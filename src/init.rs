use crate::env::{env_non_empty, GCLOUD_LOG_LABEL_PREFIX_ENV, GCLOUD_LOG_LEVEL_ENV};
use crate::error::InitError;
use crate::layer::GCloudLayer;
use crate::sink::LogSink;
use tracing::Level;
use tracing_subscriber::layer::SubscriberExt;
use tracing_subscriber::Registry;

/// Configuration of [`GCloudLayer`].
///
/// **Fields**
/// - `max_level`: most verbose level that is still written; more verbose
///   events are skipped.
/// - `label_prefix`: event fields whose name starts with this prefix are
///   emitted as Cloud Logging labels, with the prefix stripped
///   (`label.color = "blue"` becomes the `color` label). `tracing` macros
///   cannot combine `target:` with an unquoted dotted name; quote it
///   (`"label.color" = "blue"`) or use `event!` in that case.
/// - `error_field`: name of the field holding the attached error.
#[derive(Clone, Debug)]
pub struct LayerConfig {
    pub max_level: Level,
    pub label_prefix: String,
    pub error_field: String,
}

impl Default for LayerConfig {
    fn default() -> Self {
        Self {
            max_level: Level::TRACE,
            label_prefix: "label.".to_string(),
            error_field: "error".to_string(),
        }
    }
}

impl LayerConfig {
    /// Read the configuration from `GCLOUD_LOG_LEVEL` and
    /// `GCLOUD_LOG_LABEL_PREFIX`, falling back to [`LayerConfig::default`]
    /// for anything missing, empty or unparsable.
    pub fn from_env() -> Self {
        Self::from_values(
            env_non_empty(GCLOUD_LOG_LEVEL_ENV).as_deref(),
            env_non_empty(GCLOUD_LOG_LABEL_PREFIX_ENV).as_deref(),
        )
    }

    /// An empty prefix would match every field, so it counts as unset.
    fn from_values(level: Option<&str>, label_prefix: Option<&str>) -> Self {
        let defaults = Self::default();
        let max_level = level
            .and_then(|level| level.trim().parse::<Level>().ok())
            .unwrap_or(defaults.max_level);
        let label_prefix = label_prefix
            .filter(|prefix| !prefix.is_empty())
            .map(str::to_string)
            .unwrap_or(defaults.label_prefix);

        Self { max_level, label_prefix, ..defaults }
    }
}

/// Initialize the global `tracing` subscriber using the provided sink and
/// [`LayerConfig`].
///
/// **Parameters**
/// - `sink`: implementation of [`LogSink`] that will receive every
///   [`LogEntry`](crate::record::LogEntry).
/// - `config`: [`LayerConfig`] controlling level threshold and field mapping.
///
/// **Errors**
///
/// Fails if a global default subscriber has already been installed.
pub fn init_tracing_with_config<S>(sink: S, config: LayerConfig) -> Result<(), InitError>
where
    S: LogSink + 'static,
{
    let layer = GCloudLayer::new(sink, config);
    let subscriber = Registry::default().with(layer);
    tracing::subscriber::set_global_default(subscriber)?;
    Ok(())
}

/// Initialize tracing with [`LayerConfig::from_env`].
///
/// This is the recommended entrypoint for services running on Cloud Run,
/// GKE or any other environment whose agent scrapes stdout.
pub fn init_tracing<S>(sink: S) -> Result<(), InitError>
where
    S: LogSink + 'static,
{
    init_tracing_with_config(sink, LayerConfig::from_env())
}
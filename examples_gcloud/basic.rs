use std::error::Error;
use std::fmt;

use tracing::{debug, error, info, warn};

use tracing_gcloud_sink::init::init_tracing;
use tracing_gcloud_sink::GCloudSink;

#[derive(Debug)]
struct Timeout;

impl fmt::Display for Timeout {
    fn fmt(&self, f: &mut fmt::Formatter<'_>) -> fmt::Result {
        f.write_str("upstream timed out after 30s")
    }
}

impl Error for Timeout {}

#[derive(Debug)]
struct AuthFailed(Timeout);

impl fmt::Display for AuthFailed {
    fn fmt(&self, f: &mut fmt::Formatter<'_>) -> fmt::Result {
        f.write_str("could not reach identity provider")
    }
}

impl Error for AuthFailed {
    fn source(&self) -> Option<&(dyn Error + 'static)> {
        Some(&self.0)
    }
}

fn main() -> Result<(), Box<dyn Error>> {
    init_tracing(GCloudSink::stdout())?;

    info!(email = "xxx@example.com", userid = "ABC123", "saml attributes for xxx@example.com");
    debug!(label.color = "blue", "cache warmed");
    warn!(attempt = 3, "retrying login");

    let err = AuthFailed(Timeout);
    error!(error = &err as &(dyn Error + 'static), user_id = 42, "authentication failed");

    Ok(())
}
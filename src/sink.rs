use crate::error::SinkError;
use crate::record::LogEntry;

/// Destination for [`LogEntry`]s produced by the logging layer.
///
/// Implementations are responsible for formatting and writing entries to a
/// concrete output (stdout, a file, an in-memory buffer). The layer calls
/// `write` synchronously on the thread that emitted the event.
pub trait LogSink: Send + Sync {
    /// Write a single log entry.
    ///
    /// **Returns**
    /// - `Ok(())` if the entry was fully written.
    /// - `Err(..)` if formatting output could not be serialized or the
    ///   underlying writer failed. Nothing is retried.
    fn write(&self, entry: &LogEntry) -> Result<(), SinkError>;

    /// Flush the underlying writer, if it buffers.
    ///
    /// Default implementation is a no-op.
    fn flush(&self) -> Result<(), SinkError> {
        Ok(())
    }
}
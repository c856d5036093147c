/// Error type returned by [`LogSink`](crate::sink::LogSink) implementations.
#[derive(thiserror::Error, Debug)]
pub enum SinkError {
    #[error("failed to serialize log output: {0}")]
    Serialize(#[from] serde_json::Error),

    #[error("failed to write log output: {0}")]
    Io(#[from] std::io::Error),

    #[error("log writer lock poisoned")]
    Poisoned,
}

/// Error type returned when installing the global subscriber.
#[derive(thiserror::Error, Debug)]
pub enum InitError {
    #[error("global tracing subscriber already set: {0}")]
    AlreadySet(#[from] tracing::subscriber::SetGlobalDefaultError),
}
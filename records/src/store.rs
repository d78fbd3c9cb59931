use std::fmt::Debug;
use std::sync::Arc;

use async_trait::async_trait;
use thiserror::Error;

/// Error type for record store operations
#[derive(Debug, Error)]
pub enum StoreError {
    /// No record at the requested position
    #[error("Record not found: {0}")]
    NotFound(String),
    /// Key cannot be mapped onto the backing storage
    #[error("Invalid key: {0}")]
    InvalidKey(String),
    /// Error occurred during a store operation
    #[error("Storage error: {0}")]
    StorageError(String),
    #[error("I/O error: {0}")]
    Io(#[from] std::io::Error),
    #[error("JSON error: {0}")]
    Json(#[from] serde_json::Error),
}

/// String slots addressed by key, the shape of browser local storage
#[async_trait]
pub trait KeyValueStore: Send + Sync + Debug {
    /// Read a slot; `None` when it was never written or has been deleted
    async fn get(&self, key: &str) -> Result<Option<String>, StoreError>;

    /// Overwrite a slot
    async fn set(&self, key: &str, value: String) -> Result<(), StoreError>;

    /// Remove a slot; removing a missing slot is not an error
    async fn delete(&self, key: &str) -> Result<(), StoreError>;
}

/// Type alias for Arc-wrapped KeyValueStore trait objects
pub type KeyValueStoreRef = Arc<dyn KeyValueStore>;
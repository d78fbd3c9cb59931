use async_trait::async_trait;
use reqwest::Client;
use tracing::{debug, warn};

use crate::config::{MinutesConfig, DEFAULT_API_BASE_URL};
use crate::errors::{MinutesError, MinutesResult};
use crate::schema::single_function_tool;
use crate::types::*;

/// Anything that can answer a `generateContent` request.
///
/// `GeminiClient` talks to the real API; tests substitute canned responses.
#[async_trait]
pub trait ContentGenerator: Send + Sync {
    async fn generate_content(
        &self,
        request: GenerateContentRequest,
    ) -> MinutesResult<GenerateContentResponse>;
}

/// Client for interacting with the Gemini API
#[derive(Debug, Clone)]
pub struct GeminiClient {
    client: Client,
    base_url: String,
    model: GeminiModel,
}

impl GeminiClient {
    /// Create a new Gemini API client
    pub fn new(config: &MinutesConfig) -> MinutesResult<Self> {
        let api_key = config.api_key.clone().ok_or_else(|| {
            MinutesError::ConfigError(
                "API key is required to initialize the Gemini client".to_string(),
            )
        })?;

        let model = GeminiModel::new(api_key, config.model_name.clone());
        let base_url = config
            .api_base_url
            .clone()
            .unwrap_or_else(|| DEFAULT_API_BASE_URL.to_string());

        Ok(Self {
            client: Client::new(),
            base_url: base_url.trim_end_matches('/').to_string(),
            model,
        })
    }

    pub fn model_name(&self) -> &str {
        &self.model.model_name
    }

    /// Get the generateContent URL for the configured model
    fn get_generate_url(&self) -> String {
        format!(
            "{}/models/{}:generateContent?key={}",
            self.base_url, self.model.model_name, self.model.api_key
        )
    }
}

#[async_trait]
impl ContentGenerator for GeminiClient {
    async fn generate_content(
        &self,
        request: GenerateContentRequest,
    ) -> MinutesResult<GenerateContentResponse> {
        let url = self.get_generate_url();
        debug!(model = %self.model.model_name, "Sending generateContent request");

        let response = self
            .client
            .post(&url)
            .json(&request)
            .send()
            .await
            .map_err(|e| MinutesError::RequestError(format!("Failed to send request: {}", e)))?;

        let status = response.status();
        if !status.is_success() {
            let error_body = response.text().await.map_err(|e| {
                MinutesError::ResponseError(format!("Failed to read error response: {}", e))
            })?;

            warn!(status = status.as_u16(), "Gemini API returned an error");
            return Err(MinutesError::HttpError {
                status_code: status.as_u16(),
                message: format!("API request failed: {}", error_body),
            });
        }

        let response_body = response
            .json::<GenerateContentResponse>()
            .await
            .map_err(|e| MinutesError::ParsingError(format!("Failed to parse response: {}", e)))?;

        Ok(response_body)
    }
}

/// Build a single-turn request constrained to one function declaration.
pub fn function_call_request(
    parts: Vec<Part>,
    system_instruction: &str,
    declaration: FunctionDeclaration,
) -> GenerateContentRequest {
    GenerateContentRequest {
        contents: vec![Content {
            parts,
            role: Some("user".to_string()),
        }],
        system_instruction: Some(Content {
            parts: vec![Part::text(system_instruction.to_string())],
            role: None,
        }),
        tools: Some(single_function_tool(declaration)),
    }
}

#[cfg(test)]
mod tests {
    use super::*;
    use crate::schema::{analyze_function, SECRETARY_INSTRUCTION};

    #[test]
    fn client_requires_api_key() {
        let result = GeminiClient::new(&MinutesConfig::defaults());
        assert!(matches!(result, Err(MinutesError::ConfigError(_))));
    }

    #[test]
    fn url_uses_configured_model_and_base() {
        let config = MinutesConfig {
            api_key: Some("secret".to_string()),
            model_name: Some("gemini-2.0-flash".to_string()),
            api_base_url: Some("http://localhost:9000/v1beta/".to_string()),
            ..MinutesConfig::default()
        };
        let client = GeminiClient::new(&config).unwrap();
        assert_eq!(client.model_name(), "gemini-2.0-flash");
        assert_eq!(
            client.get_generate_url(),
            "http://localhost:9000/v1beta/models/gemini-2.0-flash:generateContent?key=secret"
        );
    }

    #[test]
    fn default_model_applies_without_override() {
        let config = MinutesConfig {
            api_key: Some("secret".to_string()),
            ..MinutesConfig::default()
        };
        let client = GeminiClient::new(&config).unwrap();
        assert_eq!(client.model_name(), DEFAULT_MODEL);
    }

    #[test]
    fn function_call_request_shape() {
        let request = function_call_request(
            vec![Part::text("notes".to_string())],
            SECRETARY_INSTRUCTION,
            analyze_function(),
        );
        let value = serde_json::to_value(&request).unwrap();

        assert_eq!(value["contents"][0]["role"], "user");
        assert_eq!(value["contents"][0]["parts"][0]["text"], "notes");
        assert_eq!(value["system_instruction"]["parts"][0]["text"], SECRETARY_INSTRUCTION);
        assert_eq!(
            value["tools"][0]["function_declarations"][0]["name"],
            "analyze_meeting_notes"
        );
    }
}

:::::

Activity
Only the lines above starting at the line that holds "#[derive(Clone, Debug)]" and ending at the line that holds "max_level, label_prefix, ..defaults" are to be repeated, exactly and in full.

Written response
#[derive(Clone, Debug)]
pub struct LayerConfig {
    pub max_level: Level,
    pub label_prefix: String,
    pub error_field: String,
}

impl Default for LayerConfig {
    fn default() -> Self {
        Self {
            max_level: Level::TRACE,
            label_prefix: "label.".to_string(),
            error_field: "error".to_string(),
        }
    }
}

impl LayerConfig {
    /// Read the configuration from `GCLOUD_LOG_LEVEL` and
    /// `GCLOUD_LOG_LABEL_PREFIX`, falling back to [`LayerConfig::default`]
    /// for anything missing, empty or unparsable.
    pub fn from_env() -> Self {
        Self::from_values(
            env_non_empty(GCLOUD_LOG_LEVEL_ENV).as_deref(),
            env_non_empty(GCLOUD_LOG_LABEL_PREFIX_ENV).as_deref(),
        )
    }

    /// An empty prefix would match every field, so it counts as unset.
    fn from_values(level: Option<&str>, label_prefix: Option<&str>) -> Self {
        let defaults = Self::default();
        let max_level = level
            .and_then(|level| level.trim().parse::<Level>().ok())
            .unwrap_or(defaults.max_level);
        let label_prefix = label_prefix
            .filter(|prefix| !prefix.is_empty())
            .map(str::to_string)
            .unwrap_or(defaults.label_prefix);

        Self { max_level, label_prefix, ..defaults }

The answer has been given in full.